Le Romain va lui plier 18 châssis dans les rails de sécurité tout au long de l’année ! Une sorte de record. Inutile de préciser que son contrat ne sera pas renouvelé en fin de saison. C’était ça, De Cesaris : un pilote doué, mais ne maîtrisant pas totalement la situation. De l’avis de tous un « gentil garçon », mais certainement trop émotif pour gérer de façon sereine et sécure le pilotage d’une F1. Lorsqu’il réalisa la seule pole-position de sa carrière, à Long Beach en 1982 sur Alfa Romeo, il en fut tellement abasourdi qu’en revenant à son stand après la traditionnelle conférence de presse, il éclata en sanglot devant tous ces gens qui l’entouraient et tenaient à le féliciter !
Andrea eut une carrière longue en Formule 1 – 13 saisons – et faisait partie du club restreint des pilotes ayant disputé plus de 200 Grands Prix, 208 exactement. Mais il était l’unique représentant de cet aéropage à ne jamais en avoir remporté un seul ! Sa valeur intrinsèque n’était pour autant pas feinte. S’il réussit à toujours trouver un volant grâce – il est vrai – à l’appui paternel, il prouva en quelques occasions qu’il était digne de confiance. Comme en amenant la modeste Dallara-Ford sur le podium de Montréal en 1989 sur une piste détrempée et piégeuse à souhait. Ou en 1991 en réussissant à terminer à trois reprises dans les points au volant de la toute nouvelle Jordan et à démontrer que son talent était toujours intact, justifiant par là sa présence en Formule 1 aux yeux de ceux qui soupiraient qu’elle n’était due une fois encore qu’à l’écusson Marlboro cousu sur sa combinaison. Mais c’est vrai, bien trop souvent Andrea de Cesaris donna raison à ses détracteurs par ses loopings hors-piste.

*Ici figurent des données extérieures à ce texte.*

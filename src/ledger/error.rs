//! Error types for ledger operations

use std::fmt;

use crate::money::Amount;

use super::AccountId;

/// Result type alias for ledger operations
pub type LedgerResult<T> = Result<T, LedgerError>;

/// Errors that can occur while driving the ledger service
#[derive(Debug, Clone, PartialEq, Eq)]
pub enum LedgerError {
    /// Initial balance must be strictly positive
    InvalidInitialBalance(Amount),

    /// Transfer amount must be strictly positive
    InvalidAmount(Amount),

    /// Source balance does not cover the transfer
    InsufficientFunds { available: Amount, requested: Amount },

    /// Source and destination are the same actor
    SameAccount(String),

    /// The actor has no account yet
    NoAccount(String),

    /// The service already holds an account for this identity
    AlreadyExists { id: AccountId },

    /// Connection or transport failure
    Network(String),

    /// The request did not complete within the configured timeout
    Timeout,

    /// The service answered with a non-success status code
    Status { code: u16 },

    /// The response body could not be decoded
    Decode(String),
}

impl LedgerError {
    /// Errors raised locally before any remote call was made
    pub fn is_validation(&self) -> bool {
        matches!(
            self,
            LedgerError::InvalidInitialBalance(_)
                | LedgerError::InvalidAmount(_)
                | LedgerError::InsufficientFunds { .. }
                | LedgerError::SameAccount(_)
                | LedgerError::NoAccount(_)
        )
    }

    /// Errors worth retrying for idempotent requests
    pub fn is_transient(&self) -> bool {
        match self {
            LedgerError::Network(_) | LedgerError::Timeout => true,
            LedgerError::Status { code } => *code >= 500,
            _ => false,
        }
    }

    /// Short label for the kind of failure, without the values it carries
    pub fn kind(&self) -> String {
        match self {
            LedgerError::InvalidInitialBalance(_) => "invalid initial balance".to_string(),
            LedgerError::InvalidAmount(_) => "invalid amount".to_string(),
            LedgerError::InsufficientFunds { .. } => "insufficient funds".to_string(),
            LedgerError::SameAccount(_) => "same account".to_string(),
            LedgerError::NoAccount(_) => "no account".to_string(),
            LedgerError::AlreadyExists { .. } => "account already exists".to_string(),
            LedgerError::Network(_) => "network error".to_string(),
            LedgerError::Timeout => "timeout".to_string(),
            LedgerError::Status { code } => format!("status {code}"),
            LedgerError::Decode(_) => "undecodable response".to_string(),
        }
    }

    /// HTTP status code carried by the error, if the service answered at all
    pub fn status_code(&self) -> Option<u16> {
        match self {
            LedgerError::Status { code } => Some(*code),
            LedgerError::AlreadyExists { .. } => Some(409),
            _ => None,
        }
    }
}

impl fmt::Display for LedgerError {
    fn fmt(&self, f: &mut fmt::Formatter<'_>) -> fmt::Result {
        match self {
            LedgerError::InvalidInitialBalance(amount) => {
                write!(f, "initial balance must be greater than zero, got {amount}")
            }
            LedgerError::InvalidAmount(amount) => {
                write!(f, "transfer amount must be greater than zero, got {amount}")
            }
            LedgerError::InsufficientFunds {
                available,
                requested,
            } => write!(
                f,
                "insufficient balance: requested {requested}, available {available}"
            ),
            LedgerError::SameAccount(name) => {
                write!(f, "cannot transfer from {name} to itself")
            }
            LedgerError::NoAccount(name) => write!(f, "{name} has no account yet"),
            LedgerError::AlreadyExists { id } => {
                write!(f, "account already created for this user: {id}")
            }
            LedgerError::Network(msg) => write!(f, "request failed: {msg}"),
            LedgerError::Timeout => write!(f, "request timed out"),
            LedgerError::Status { code } => write!(f, "ledger responded with status {code}"),
            LedgerError::Decode(msg) => write!(f, "failed to decode response: {msg}"),
        }
    }
}

impl std::error::Error for LedgerError {}

impl From<reqwest::Error> for LedgerError {
    fn from(err: reqwest::Error) -> Self {
        if err.is_timeout() {
            LedgerError::Timeout
        } else if err.is_decode() {
            LedgerError::Decode(err.to_string())
        } else if let Some(status) = err.status() {
            LedgerError::Status {
                code: status.as_u16(),
            }
        } else {
            LedgerError::Network(err.to_string())
        }
    }
}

Sa période la plus enthousiasmante fut certainement celle de 1982-83, chez Alfa Romeo. Il ne fut pas toujours à l’arrivée, mais se montra par contre souvent brillant aux avant-postes de la bagarre. A Spa en 1983, il réussit un départ canon depuis la deuxième ligne et prit la tête d’autorité devant Prost et Tambay durant 18 tours avant que son V6 turbo ne le trahisse. Et à Long Beach en 1982, il mena de la même manière devant le revenant Lauda, qui utilisa toute son expérience de vieux renard pour coller une pression de plus en plus pénible au fébrile De Cesaris. La tactique recherchée aboutit au bout de 11 tours : Andrea fit un écart et Niki s’infiltra pour prendre le large. Décontenancé, l’Italien réussit à se maintenir deuxième pendant quelques tours avant que d’être perturbé par la vision d’une fumée suspecte à l’arrière de sa voiture, et d’en perdre immédiatement le contrôle pour finir… dans les barrières de sécurité.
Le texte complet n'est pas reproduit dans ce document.